I had bought a VFT about a month ago and kept it in its original container. It was doing great with new growth all over and even flower stalks on two of the plants (it started to divide). I decided it was time to repot the VFT and followed direction I found on this site. However where I am from I have a really hard time finding soil ingredients that aren't miracle grow and have extra nutrients and fertilizers in them. For some odd reason I could not find peat moss anywhere unless it was miracle grow, I searched everywhere for sand with nothing in it but couldn't find any and I have had issues finding perlite as well.
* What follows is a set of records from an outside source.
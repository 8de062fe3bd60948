use thiserror::Error;

/// Errors produced while building or integrating a dynamical system.
///
/// Every variant is fatal for the current evaluation or integration call; no
/// partial results are returned alongside an error.
#[derive(Error, Debug)]
pub enum SimError {
    // ─────────────────────────────────────────────────────────────────────────
    // Quantities and drivers
    // ─────────────────────────────────────────────────────────────────────────
    /// Lookup of a quantity that is not defined
    #[error("Quantity '{name}' not found")]
    QuantityNotFound { name: String },

    /// Driver slice requested past the available time points
    #[error("Time index {index} is out of range for drivers with {ntimes} time points")]
    IndexOutOfRange { index: f64, ntimes: usize },

    /// Drivers of one system must all have the same length
    #[error("Driver '{name}' has {len} values but '{reference}' has {expected}")]
    DriverLengthMismatch {
        name: String,
        len: usize,
        reference: String,
        expected: usize,
    },

    // ─────────────────────────────────────────────────────────────────────────
    // Modules
    // ─────────────────────────────────────────────────────────────────────────
    /// Module name is not registered in the factory
    #[error("Module '{0}' not found in the module factory")]
    ModuleNotFound(String),

    /// Two creators registered under the same name
    #[error("Module '{0}' is already registered")]
    DuplicateModule(String),

    /// A module descriptor is malformed
    #[error("Module '{module}' is invalid: {reason}")]
    InvalidModule { module: String, reason: String },

    /// A module tried to write an output it did not declare
    #[error("Module '{module}' wrote undeclared output '{name}'")]
    UndeclaredOutput { module: String, name: String },

    // ─────────────────────────────────────────────────────────────────────────
    // System construction and evaluation
    // ─────────────────────────────────────────────────────────────────────────
    /// Steady-state resolution could not satisfy every module's inputs
    #[error(
        "Steady-state module '{module}' is missing inputs {missing:?} after {passes} resolution passes"
    )]
    UnresolvedSteadyStateDependency {
        module: String,
        missing: Vec<String>,
        passes: usize,
    },

    /// A derivative module's output has no initial value
    #[error("Derivative module '{module}' outputs '{name}', which is not in the initial state")]
    UndefinedDifferentialQuantity { module: String, name: String },

    /// A steady-state output collides with an already defined quantity
    #[error("Module '{module}' redefines quantity '{name}'")]
    QuantityRedefined { module: String, name: String },

    /// Structural problem with the system definition
    #[error("Invalid dynamical system: {0}")]
    InvalidSystem(String),

    /// A module produced a NaN or infinite rate
    #[error("Derivative of '{name}' is not finite at time index {time}")]
    NonFiniteDerivative { name: String, time: f64 },

    // ─────────────────────────────────────────────────────────────────────────
    // Solvers
    // ─────────────────────────────────────────────────────────────────────────
    /// An adaptive solver was requested for a system that needs fixed steps
    #[error("The '{solver}' solver cannot integrate a system that requires the Euler solver")]
    SolverIncompatible { solver: String },

    /// The adaptive solver ran out of steps
    #[error("Tolerances not met after {max_steps} steps in the interval ending at time index {time}")]
    ToleranceNotMet { max_steps: usize, time: f64 },

    /// Solver name is not registered
    #[error("Solver '{0}' not found")]
    SolverNotFound(String),

    /// Solver configuration has an invalid value
    #[error("Invalid solver configuration: {0}")]
    InvalidConfig(String),

    // ─────────────────────────────────────────────────────────────────────────
    // I/O
    // ─────────────────────────────────────────────────────────────────────────
    #[error("CSV error: {0}")]
    Csv(#[from] csv::Error),

    #[error("I/O error: {0}")]
    Io(#[from] std::io::Error),

    #[error("JSON error: {0}")]
    Json(#[from] serde_json::Error),
}

impl SimError {
    /// Create a quantity not found error
    pub fn quantity_not_found(name: impl Into<String>) -> Self {
        Self::QuantityNotFound { name: name.into() }
    }

    /// Create an invalid module error
    pub fn invalid_module(module: impl Into<String>, reason: impl Into<String>) -> Self {
        Self::InvalidModule {
            module: module.into(),
            reason: reason.into(),
        }
    }
}
pub mod driver;
pub mod parser;
pub mod quantity;

pub use driver::{DriverInterpolation, DriverSeries};
pub use parser::{read_drivers, read_drivers_from, write_result, write_result_to};
pub use quantity::QuantityMap;
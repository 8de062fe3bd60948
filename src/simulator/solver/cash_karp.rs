use tracing::{debug, trace, warn};

use crate::simulator::solver::{
    finish, prepare, IntegrationReport, OdeSolver, SolverConfig, SolverStatus,
};
use crate::simulator::{DynamicalSystem, SimulationResult, T, V};
use crate::SimError;

// Cash-Karp tableau
const C: [T; 6] = [0.0, 1.0 / 5.0, 3.0 / 10.0, 3.0 / 5.0, 1.0, 7.0 / 8.0];
const A2: [T; 1] = [1.0 / 5.0];
const A3: [T; 2] = [3.0 / 40.0, 9.0 / 40.0];
const A4: [T; 3] = [3.0 / 10.0, -9.0 / 10.0, 6.0 / 5.0];
const A5: [T; 4] = [-11.0 / 54.0, 5.0 / 2.0, -70.0 / 27.0, 35.0 / 27.0];
const A6: [T; 5] = [
    1631.0 / 55296.0,
    175.0 / 512.0,
    575.0 / 13824.0,
    44275.0 / 110592.0,
    253.0 / 4096.0,
];
/// Fifth-order weights
const B5: [T; 6] = [
    37.0 / 378.0,
    0.0,
    250.0 / 621.0,
    125.0 / 594.0,
    0.0,
    512.0 / 1771.0,
];
/// Embedded fourth-order weights
const B4: [T; 6] = [
    2825.0 / 27648.0,
    0.0,
    18575.0 / 48384.0,
    13525.0 / 55296.0,
    277.0 / 14336.0,
    1.0 / 4.0,
];

const SAFETY: T = 0.9;
const MIN_SHRINK: T = 0.2;
const MAX_GROWTH: T = 5.0;

/// Adaptive Runge-Kutta Cash-Karp 5(4)
///
/// Steps are accepted when the scaled error estimate
/// `|err_i| / (atol + rtol * (|y_i| + dt * |dy_i|))` is at most one for every
/// component. Rows are recorded every `output_step_size` time indices; the
/// step is shortened to land on each of them.
#[derive(Clone, Debug, Default)]
pub struct RkCashKarp54 {
    config: SolverConfig,
    status: SolverStatus,
}

/// Result of a single trial step
struct Trial {
    state: V,
    error: T,
}

impl RkCashKarp54 {
    pub fn new(config: SolverConfig) -> Self {
        RkCashKarp54 {
            config,
            status: SolverStatus::NotRun,
        }
    }

    fn try_step(
        &self,
        system: &mut DynamicalSystem,
        t: T,
        y: &V,
        k1: &V,
        dt: T,
    ) -> Result<Trial, SimError> {
        let k2 = system.evaluate(t + C[1] * dt, &(y + k1 * (A2[0] * dt)))?;
        let k3 = system.evaluate(t + C[2] * dt, &(y + (k1 * A3[0] + &k2 * A3[1]) * dt))?;
        let k4 = system.evaluate(
            t + C[3] * dt,
            &(y + (k1 * A4[0] + &k2 * A4[1] + &k3 * A4[2]) * dt),
        )?;
        let k5 = system.evaluate(
            t + C[4] * dt,
            &(y + (k1 * A5[0] + &k2 * A5[1] + &k3 * A5[2] + &k4 * A5[3]) * dt),
        )?;
        let k6 = system.evaluate(
            t + C[5] * dt,
            &(y + (k1 * A6[0] + &k2 * A6[1] + &k3 * A6[2] + &k4 * A6[3] + &k5 * A6[4]) * dt),
        )?;

        let stages = [k1, &k2, &k3, &k4, &k5, &k6];
        let mut increment = V::zeros(y.len());
        let mut estimate = V::zeros(y.len());
        for (i, k) in stages.into_iter().enumerate() {
            increment.axpy(B5[i] * dt, k, 1.0);
            estimate.axpy((B5[i] - B4[i]) * dt, k, 1.0);
        }

        Ok(Trial {
            state: y + increment,
            error: self.calculate_error(y, k1, &estimate, dt),
        })
    }

    fn calculate_error(&self, y: &V, dy: &V, estimate: &V, dt: T) -> T {
        let mut err: T = 0.0;
        for i in 0..y.len() {
            let tol = self.config.atol + self.config.rtol * (y[i].abs() + dt * dy[i].abs());
            err = err.max(estimate[i].abs() / tol);
        }
        err
    }

    fn compute_new_step(&self, dt: T, error: T) -> T {
        if error > 1.0 {
            dt * (SAFETY * error.powf(-1.0 / 3.0)).max(MIN_SHRINK)
        } else if error < 0.5 {
            let growth = if error == 0.0 {
                MAX_GROWTH
            } else {
                (SAFETY * error.powf(-1.0 / 5.0)).min(MAX_GROWTH)
            };
            dt * growth
        } else {
            dt
        }
    }

    fn run(
        &self,
        system: &mut DynamicalSystem,
        mut y: V,
        mut result: SimulationResult,
    ) -> Result<(SimulationResult, IntegrationReport), SimError> {
        let last = (system.ntimes() - 1) as T;
        let output_step = self.config.output_step_size;
        let intervals = (last / output_step + 1e-9).floor() as usize;

        let mut t: T = 0.0;
        let mut dt = output_step.min(1.0);
        let mut steps = 0;
        let mut rejected = 0;
        // Slope at (t, y), kept across rejected trials
        let mut k1: Option<V> = None;

        system.update(t, &y)?;
        result.push_row(t, system.quantities())?;

        for k in 1..=intervals {
            let target = (k as T * output_step).min(last);
            let mut attempts = 0;

            while t < target {
                if attempts >= self.config.max_steps {
                    warn!(
                        max_steps = self.config.max_steps,
                        time = t,
                        target,
                        "adaptive step budget exhausted"
                    );
                    return Err(SimError::ToleranceNotMet {
                        max_steps: self.config.max_steps,
                        time: target,
                    });
                }
                attempts += 1;

                let remaining = target - t;
                let h = dt.min(remaining);
                let slope = match k1.take() {
                    Some(slope) => slope,
                    None => system.evaluate(t, &y)?,
                };
                let trial = self.try_step(system, t, &y, &slope, h)?;

                if trial.error <= 1.0 {
                    steps += 1;
                    trace!(time = t, step = h, error = trial.error, "step accepted");
                    y = trial.state;
                    // Land exactly on the output time
                    t = if h >= remaining { target } else { t + h };
                    // Steps clipped to an output time do not shrink dt
                    let proposed = self.compute_new_step(h, trial.error);
                    dt = if h < dt { dt.max(proposed) } else { proposed };
                } else {
                    rejected += 1;
                    k1 = Some(slope);
                    dt = self.compute_new_step(h, trial.error);
                    debug!(time = t, step = h, error = trial.error, "step rejected");
                    if t + dt <= t {
                        return Err(SimError::ToleranceNotMet {
                            max_steps: self.config.max_steps,
                            time: target,
                        });
                    }
                }
            }

            system.update(t, &y)?;
            result.push_row(t, system.quantities())?;
        }

        let report = IntegrationReport {
            solver: self.name().to_string(),
            steps,
            rejected_steps: rejected,
            evaluations: system.evaluation_count(),
            rows: result.nrows(),
            final_time: t,
        };
        Ok((result, report))
    }
}

impl OdeSolver for RkCashKarp54 {
    fn name(&self) -> &str {
        "rkck54"
    }

    fn config(&self) -> &SolverConfig {
        &self.config
    }

    fn status(&self) -> &SolverStatus {
        &self.status
    }

    fn integrate(&mut self, system: &mut DynamicalSystem) -> Result<SimulationResult, SimError> {
        let outcome =
            prepare(&*self, system).and_then(|(state, result)| self.run(system, state, result));
        finish(&mut self.status, "rkck54", outcome)
    }
}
I read on a site that using sphagnum moss would be okay if you just cut it up into small pieces. I did this and repotted the VFT. It has been a couple of days now and all of the leaves on the VFT are turning brown and the plants appear to be dying. I have no idea what to do as the VFT is in the same location it was in and I use distilled water. I really don't want this plant to die but I have limited access to soil ingredients for this plant.

Please help!

Thank you
By KategoricalKarnivore
Posts:  1755
Joined:  Wed Aug 24, 2016 5:00 pm
#292305
A picture would help figure out the problem. It could just be stress from repotting. Did you rinse out the sphagnum moss well before potting? It can have minerals etc that can hurt the plant.
By Yates_123
Posts:  5
Joined:  Wed May 10, 2017 2:59 pm
#292309
Another thing that is very concerning is that a lot of the traps have also turned black and are now gone.

Hopefully the photo is working now.

Thank you all!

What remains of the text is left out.